The low-grade partisanship around here is so great it overcomes even Prof. Kerr's customary good nature and familiarity with standard English.
On a more pleasant and practical plane, Roe's endurance was measured in decades. The durability of the decision overturning Roe seems likely to be expressed in (relatively few) years. When a majority of the Court (Court of whatever size) is ready to protect anew the rights of women, on what principled argument could the clingers of the Court rely in objecting to the reversal -- especially after they and their ideological allies have switched to pushing a national ban on abortion?
So, your Democrat party is NOT down with stare decisis -- so wishy washy, Rev!!
I see no reason the Democratic Party should be any more devoted to stare decisis than are the lying, bigoted, superstitious yokels of the Republican Party, at least not with respect to this issue.
And no, I am not just talking about Republican Supreme Court nominees.
They didn't even use your own standards (that would find the constitution actually outlaws abortion) and still you SQUEAL!!!!
Finding the clinging a tad bitter, Rev????
Open wider, DWB.
You didn't really believe the disaffected squealing and disingenuous ankle-nipping at the Volokh Conspiracy was going to change the general trajectory of American progress and the culture war, did you? Surely you are not that gullible.
I am content to let time sift all of that. Of course, that's easy to say when you are on the right side of history and the established winning side of the culture war. If a reversal of Roe stands for a substantial fraction of the time Roe stood, I will be surprised.
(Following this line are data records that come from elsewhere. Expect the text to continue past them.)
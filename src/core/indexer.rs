use crate::config::AppConfig;
use crate::core::hash::{HashError, HashService};
use crate::core::image::{is_hidden, is_supported_format, ImageProbe};
use crate::database::models::NewImageRecord;
use crate::database::repositories::RecordStore;
use crate::database::DatabaseError;
use rayon::prelude::*;
use serde::{Deserialize, Serialize};
use std::collections::HashSet;
use std::fs;
use std::io;
use std::path::{Path, PathBuf};
use std::sync::atomic::{AtomicBool, AtomicUsize, Ordering};
use std::sync::{Arc, Mutex};
use std::time::{Duration, Instant};
use thiserror::Error;
use tokio::sync::mpsc;
use walkdir::WalkDir;

#[derive(Debug, Error)]
pub enum IndexError {
    #[error("Cannot read folder {path}: {source}")]
    Enumeration {
        path: String,
        #[source]
        source: io::Error,
    },

    #[error("Storage failed after {committed} records were committed: {source}")]
    Storage {
        committed: usize,
        #[source]
        source: DatabaseError,
    },

    #[error("Indexing cancelled after {committed} records were committed")]
    Cancelled { committed: usize },

    #[error("Could not start worker pool: {0}")]
    WorkerPool(#[from] rayon::ThreadPoolBuildError),
}

impl IndexError {
    fn enumeration(path: &Path, source: io::Error) -> Self {
        IndexError::Enumeration {
            path: path.to_string_lossy().to_string(),
            source,
        }
    }
}

#[derive(Debug, Clone, PartialEq, Serialize, Deserialize)]
pub struct IndexProgress {
    pub files_processed: usize,
    pub total_files: usize,
    pub current_file: String,
    pub estimated_time_remaining: Option<Duration>,
}

/// Receives progress snapshots from an indexing run. Calls arrive from worker
/// threads, in order, with a non-decreasing `files_processed`.
pub trait ProgressObserver: Send + Sync {
    fn on_progress(&self, progress: &IndexProgress);
}

impl ProgressObserver for mpsc::UnboundedSender<IndexProgress> {
    fn on_progress(&self, progress: &IndexProgress) {
        let _ = self.send(progress.clone());
    }
}

#[derive(Debug, Clone, Copy, Default, PartialEq, Eq, Serialize, Deserialize)]
pub struct IndexSummary {
    /// Records newly committed to the store.
    pub indexed: usize,
    /// Candidates considered: supported files not already in the store.
    pub total: usize,
    /// Candidates skipped because they could not be read or decoded.
    pub failed: usize,
}

/// Elapsed time per processed item, extrapolated over what is left.
pub fn estimate_remaining(elapsed: Duration, processed: usize, total: usize) -> Option<Duration> {
    if processed == 0 {
        return None;
    }
    let remaining = total.saturating_sub(processed);
    Some(elapsed.mul_f64(remaining as f64 / processed as f64))
}

/// Report every `percent` of `total`, never less often than every item.
pub fn progress_stride(total: usize, percent: usize) -> usize {
    (total * percent / 100).max(1)
}

struct ProgressTracker {
    processed: usize,
    total: usize,
    stride: usize,
    started: Instant,
}

pub struct IndexerService {
    progress_observer: Option<Arc<dyn ProgressObserver>>,
    cancellation_token: Arc<AtomicBool>,
    supported_formats: Vec<String>,
    batch_size: usize,
    progress_percent: usize,
    skip_hidden: bool,
    parallel_workers: usize,
    hash_service: HashService,
}

impl IndexerService {
    pub fn new(config: &AppConfig) -> Self {
        Self {
            progress_observer: None,
            cancellation_token: Arc::new(AtomicBool::new(false)),
            supported_formats: config.supported_formats.clone(),
            batch_size: config.batch_size(),
            progress_percent: config.progress_percent,
            skip_hidden: config.skip_hidden,
            parallel_workers: config.parallel_workers.max(1),
            hash_service: HashService::new(),
        }
    }

    pub fn with_progress_observer(mut self, observer: Arc<dyn ProgressObserver>) -> Self {
        self.progress_observer = Some(observer);
        self
    }

    pub fn with_cancellation_token(mut self, token: Arc<AtomicBool>) -> Self {
        self.cancellation_token = token;
        self
    }

    pub fn cancel(&self) {
        self.cancellation_token.store(true, Ordering::Relaxed);
    }

    fn is_cancelled(&self) -> bool {
        self.cancellation_token.load(Ordering::Relaxed)
    }

    /// Fails if `root` is missing, not a directory, or cannot be listed.
    pub fn check_root(root: &Path) -> Result<(), IndexError> {
        let metadata = fs::metadata(root).map_err(|e| IndexError::enumeration(root, e))?;
        if !metadata.is_dir() {
            return Err(IndexError::enumeration(
                root,
                io::Error::new(io::ErrorKind::InvalidInput, "not a directory"),
            ));
        }
        fs::read_dir(root).map_err(|e| IndexError::enumeration(root, e))?;
        Ok(())
    }

    /// Every supported, non-hidden regular file under `root`, in a stable order.
    pub fn discover_files(&self, root: &Path) -> Result<Vec<PathBuf>, IndexError> {
        let skip_hidden = self.skip_hidden;
        let walker = WalkDir::new(root)
            .follow_links(false)
            .sort_by_file_name()
            .into_iter()
            .filter_entry(|entry| entry.depth() == 0 || !(skip_hidden && is_hidden(entry.file_name())));

        let mut discovered_files = Vec::new();
        for entry in walker {
            match entry {
                Ok(entry) => {
                    if entry.file_type().is_file()
                        && is_supported_format(entry.path(), &self.supported_formats)
                    {
                        discovered_files.push(entry.into_path());
                    }
                }
                Err(e) if e.depth() == 0 => {
                    let source = e
                        .into_io_error()
                        .unwrap_or_else(|| io::Error::other("filesystem loop at root"));
                    return Err(IndexError::enumeration(root, source));
                }
                Err(e) => log::warn!("Skipping unreadable entry under {}: {}", root.display(), e),
            }
        }

        Ok(discovered_files)
    }

    /// Index every new image under `root` into `store`.
    ///
    /// Files already in the store are skipped even if they changed on disk.
    /// Per-file failures are logged and counted in `failed`; only an unreadable
    /// root, a batch that fails twice, or cancellation end the run early.
    pub fn index_folder(
        &self,
        root: &Path,
        store: &dyn RecordStore,
    ) -> Result<IndexSummary, IndexError> {
        let root = std::path::absolute(root).map_err(|e| IndexError::enumeration(root, e))?;
        Self::check_root(&root)?;

        if self.is_cancelled() {
            return Err(IndexError::Cancelled { committed: 0 });
        }

        let existing: HashSet<String> = store
            .existing_paths()
            .map_err(|source| IndexError::Storage { committed: 0, source })?;

        // Names that are not valid UTF-8 cannot be stored without loss.
        let mut unrepresentable = 0;
        let mut candidates: Vec<(PathBuf, String)> = Vec::new();
        for path in self.discover_files(&root)? {
            let Some(key) = path.to_str().map(str::to_owned) else {
                log::warn!("Skipping {}: path is not valid UTF-8", path.display());
                unrepresentable += 1;
                continue;
            };
            if !existing.contains(&key) {
                candidates.push((path, key));
            }
        }

        let total = candidates.len() + unrepresentable;
        log::info!(
            "Indexing {}: {} new candidates, {} already indexed",
            root.display(),
            total,
            existing.len()
        );

        let tracker = Mutex::new(ProgressTracker {
            processed: 0,
            total: candidates.len(),
            stride: progress_stride(candidates.len(), self.progress_percent),
            started: Instant::now(),
        });
        let failed = AtomicUsize::new(unrepresentable);
        let pool = rayon::ThreadPoolBuilder::new()
            .num_threads(self.parallel_workers)
            .build()?;

        let mut committed = 0;
        for chunk in candidates.chunks(self.batch_size) {
            if self.is_cancelled() {
                return Err(IndexError::Cancelled { committed });
            }

            let batch: Vec<NewImageRecord> = pool.install(|| {
                chunk
                    .par_iter()
                    .filter_map(|(path, key)| {
                        if self.is_cancelled() {
                            return None;
                        }
                        let result = self.process_file(path, key);
                        self.record_progress(&tracker, path);
                        match result {
                            Ok(record) => Some(record),
                            Err(e) => {
                                log::warn!("Skipping {}: {}", path.display(), e);
                                failed.fetch_add(1, Ordering::Relaxed);
                                None
                            }
                        }
                    })
                    .collect()
            });

            let inserted = self
                .flush(store, &batch)
                .map_err(|source| IndexError::Storage { committed, source })?;
            committed += inserted;

            if self.is_cancelled() {
                return Err(IndexError::Cancelled { committed });
            }
        }

        let summary = IndexSummary {
            indexed: committed,
            total,
            failed: failed.load(Ordering::Relaxed),
        };
        log::info!(
            "Indexed {} of {} candidates under {} ({} failed)",
            summary.indexed,
            summary.total,
            root.display(),
            summary.failed
        );
        Ok(summary)
    }

    fn process_file(&self, path: &Path, key: &str) -> Result<NewImageRecord, HashError> {
        let bytes = fs::read(path)?;
        let img = self.hash_service.decode(&bytes)?;
        let hash = self.hash_service.hash_image(&img);
        let probe = ImageProbe::from_decoded(path, &img, bytes.len());

        if hash.is_sentinel() {
            log::debug!("{} hashed to the sentinel; stored without a hash", path.display());
        }

        Ok(NewImageRecord {
            path: key.to_string(),
            hash: Some(hash).filter(|h| !h.is_sentinel()),
            width: probe.width,
            height: probe.height,
            file_size: probe.file_size,
        })
    }

    /// One retry, then give up so the caller can report partial progress.
    fn flush(
        &self,
        store: &dyn RecordStore,
        batch: &[NewImageRecord],
    ) -> Result<usize, DatabaseError> {
        if batch.is_empty() {
            return Ok(0);
        }

        let inserted = match store.upsert_batch(batch) {
            Ok(inserted) => inserted,
            Err(e) => {
                log::warn!("Batch of {} records failed, retrying once: {}", batch.len(), e);
                store.upsert_batch(batch)?
            }
        };
        log::debug!("Flushed batch: {} of {} inserted", inserted, batch.len());
        Ok(inserted)
    }

    fn record_progress(&self, tracker: &Mutex<ProgressTracker>, path: &Path) {
        // Reporting under the lock keeps observer calls ordered.
        let Ok(mut tracker) = tracker.lock() else {
            return;
        };
        tracker.processed += 1;

        if tracker.processed % tracker.stride != 0 && tracker.processed != tracker.total {
            return;
        }
        if let Some(observer) = &self.progress_observer {
            observer.on_progress(&IndexProgress {
                files_processed: tracker.processed,
                total_files: tracker.total,
                current_file: path
                    .file_name()
                    .map(|name| name.to_string_lossy().to_string())
                    .unwrap_or_default(),
                estimated_time_remaining: estimate_remaining(
                    tracker.started.elapsed(),
                    tracker.processed,
                    tracker.total,
                ),
            });
        }
    }
}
Getting stomped in a culture war has consequences; good luck defending this one as America's electorate improves.
As your sock will never need an abortion I realize the opinion will not personally affect you, but your denial thrills me -- open wide indeed!!!
Are you predicting conservatives are going to diminish the tide of the culture war, DWB?
Are you predicting conservatives are going to pull even with better Americans in that culture war?
Are you predicting conservatives will reverse the tide of that culture war?
When, in your judgment, is this remarkable realignment, after a half-century of better Americans shaping our national progress against the efforts and preferences of conservatives, going to occur?
Let us know, so we can alert the media.
"Slavery is normal, natural and will never be abolished!"
Until it was.
"Roe will NEVER be overturned!"
Until it was.
I sense Roe will be overturned.
But not for long.
There just aren't enough roundly bigoted, poorly educated, unbelievably gullible and superstitious, backwater hayseeds left in our improving country to prevent the liberal-libertarian mainstream from repudiating a Dobbs decision in relatively short order.
You guys be sure to pray on it a spell, though, and maybe baby Jesus (Talladega Nights edition, the one singing lead for Lynyrd Skynyrd) will preserve this Dobbs ruling by miracle.
Are you going to correct that "Democrat-party" error, Prof. Kerr?
Or did you intend the epithet?
You are far too smart, educated, and informed to plead ignorance.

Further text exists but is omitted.